Assignment:
Copy out each line of the entries below in which the string "origin" appears.

Records for processing:
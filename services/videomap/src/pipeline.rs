//! Per-tile processing and the run that ties the tiles together.

use std::path::PathBuf;
use std::sync::Arc;
use std::time::Instant;

use anyhow::{bail, Context, Result};
use futures::stream::{self, StreamExt, TryStreamExt};
use tracing::{debug, info, instrument};

use compositor::{aggregate, Boundary, CompositeEngine, Frame, TileFrames};
use renderer::png::write_png;
use renderer::{is_ffmpeg_on_path, render, transcode, EncodeConfig, FfmpegEncoder, RenderedImage};
use scene_catalog::{RasterStacker, SceneRecord, StacSession, StackRequest, TiffStacker};
use videomap_common::tile::{neighborhood, EPSG};
use videomap_common::time::date_label;
use videomap_common::TileCoord;

use crate::config::RunSettings;
use crate::manifest::{still_file_name, video_file_name, Manifest};

/// Everything one tile produced.
#[derive(Debug, Clone)]
pub struct TileOutput {
    pub frames: TileFrames,
    pub video: PathBuf,
    pub stills: Vec<PathBuf>,
}

/// Stacks, composites, renders and encodes single tiles.
///
/// Shared read-only between tile tasks.
pub struct TileWorker {
    settings: RunSettings,
    engine: CompositeEngine,
    stacker: Box<dyn RasterStacker>,
}

impl TileWorker {
    pub fn new(settings: RunSettings, stacker: Box<dyn RasterStacker>) -> Result<Self> {
        let engine =
            CompositeEngine::new(settings.composite.clone()).context("Invalid composite config")?;
        Ok(Self {
            settings,
            engine,
            stacker,
        })
    }

    pub fn settings(&self) -> &RunSettings {
        &self.settings
    }

    /// Output grid of a tile: its Web Mercator extent at the video size.
    pub fn stack_request(&self, tile: &TileCoord) -> StackRequest {
        let size = self.settings.frame_size();
        StackRequest {
            bounds: tile.xy_bounds(),
            epsg: EPSG,
            assets: self.settings.assets.clone(),
            width: size,
            height: size,
            resampling: self.settings.resampling,
        }
    }

    /// Stack the scenes of a tile and composite them into frames.
    pub fn composite(&self, tile: &TileCoord, scenes: &[SceneRecord]) -> Result<Vec<Frame>> {
        let cube = self
            .stacker
            .stack(scenes, &self.stack_request(tile))
            .with_context(|| format!("Failed to stack scenes for tile {}", tile))?;

        let frames = self
            .engine
            .run(&cube)
            .with_context(|| format!("Failed to composite tile {}", tile))?;
        if frames.is_empty() {
            bail!("tile {} produced no frames", tile);
        }
        debug!(tile = %tile, frames = frames.len(), "Composited frames");
        Ok(frames)
    }

    /// Render every frame to a PNG still in the destination folder.
    pub fn write_stills(&self, tile: &TileCoord, frames: &[Frame]) -> Result<Vec<PathBuf>> {
        frames
            .iter()
            .map(|frame| {
                let image = render(&frame.composite, &self.settings.render)?;
                self.write_still(tile, frame, &image)
            })
            .collect()
    }

    fn write_still(&self, tile: &TileCoord, frame: &Frame, image: &RenderedImage) -> Result<PathBuf> {
        let label = frame_label(frame, self.settings.composite.boundary);
        let path = self.settings.dst.join(still_file_name(tile, &label));
        write_png(&path, image)?;
        Ok(path)
    }

    /// Stack, composite, render and encode one tile.
    pub fn build(&self, tile: TileCoord, scenes: &[SceneRecord]) -> Result<TileOutput> {
        let settings = &self.settings;
        let size = settings.frame_size();
        let frames = self.composite(&tile, scenes)?;

        let mp4 = settings.dst.join(video_file_name(&tile, "mp4"));
        let webm = settings.dst.join(video_file_name(&tile, "webm"));

        let config = EncodeConfig {
            channel_order: settings.render.channel_order,
            ..EncodeConfig::mp4(&mp4, size, size, settings.fps)
        };
        let mut encoder = FfmpegEncoder::new(config)?;
        let mut stills = Vec::new();

        for frame in &frames {
            let image = render(&frame.composite, &settings.render)?;
            encoder.encode_frame(&image)?;

            if settings.images {
                stills.push(self.write_still(&tile, frame, &image)?);
            }
        }
        encoder.finish()?;

        transcode(&mp4, &webm)?;
        if !settings.keep_mp4 {
            std::fs::remove_file(&mp4)
                .with_context(|| format!("Failed to remove {}", mp4.display()))?;
        }

        info!(tile = %tile, frames = frames.len(), video = %webm.display(), "Tile complete");

        Ok(TileOutput {
            frames: TileFrames::from_frames(tile, &frames),
            video: webm,
            stills,
        })
    }
}

/// Produce the videos and manifest for every tile of the run.
pub async fn run(settings: RunSettings) -> Result<Manifest> {
    let session = StacSession::open(settings.stac.clone()).context("Failed to open STAC session")?;
    let stacker = TiffStacker::new(settings.asset_root.clone());
    let worker = TileWorker::new(settings, Box::new(stacker))?;
    run_with(&session, worker).await
}

/// Run every tile of the neighborhood through `worker`, searching `session`.
pub async fn run_with(session: &StacSession, worker: TileWorker) -> Result<Manifest> {
    let started = Instant::now();
    let settings = worker.settings();
    let origin = settings.origin_tile()?;
    let tiles = neighborhood(&origin, settings.width, settings.height);

    info!(
        origin = %origin,
        tiles = tiles.len(),
        start = %settings.range.start,
        end = %settings.range.end,
        interval = %settings.composite.interval,
        "Collecting videos"
    );

    if !is_ffmpeg_on_path() {
        bail!("ffmpeg is required for video encoding, but was not found on PATH");
    }

    let concurrency = settings.concurrency;
    let worker = Arc::new(worker);

    let outputs: Vec<TileOutput> = stream::iter(tiles)
        .map(|tile| process_tile(tile, session, worker.clone()))
        .buffered(concurrency)
        .try_collect()
        .await?;

    let tile_frames: Vec<TileFrames> = outputs.iter().map(|o| o.frames.clone()).collect();
    let frames = aggregate(&tile_frames).context("Tiles produced diverging frame sequences")?;

    let manifest = Manifest::build(&origin, &tile_frames, frames)?;
    manifest.write(&worker.settings().dst)?;

    info!(
        tiles = outputs.len(),
        frames = manifest.frames.len(),
        elapsed_secs = started.elapsed().as_secs_f64(),
        "Run complete"
    );
    Ok(manifest)
}

#[instrument(skip(tile, session, worker), fields(tile = %tile))]
async fn process_tile(
    tile: TileCoord,
    session: &StacSession,
    worker: Arc<TileWorker>,
) -> Result<TileOutput> {
    let scenes = session
        .search(&tile.bounds(), &worker.settings().range)
        .await
        .with_context(|| format!("Scene search failed for tile {}", tile))?;
    info!(scenes = scenes.len(), "Found scenes");

    tokio::task::spawn_blocking(move || worker.build(tile, &scenes))
        .await
        .with_context(|| format!("Worker for tile {} panicked", tile))?
}

/// Date of the inclusive edge of a frame's bucket.
pub fn frame_label(frame: &Frame, boundary: Boundary) -> String {
    match boundary {
        Boundary::Left => date_label(&frame.span_start),
        Boundary::Right => date_label(&frame.span_end),
    }
}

Answer section:
    let origin = settings.origin_tile()?;
    let tiles = neighborhood(&origin, settings.width, settings.height);
        origin = %origin,
    let manifest = Manifest::build(&origin, &tile_frames, frames)?;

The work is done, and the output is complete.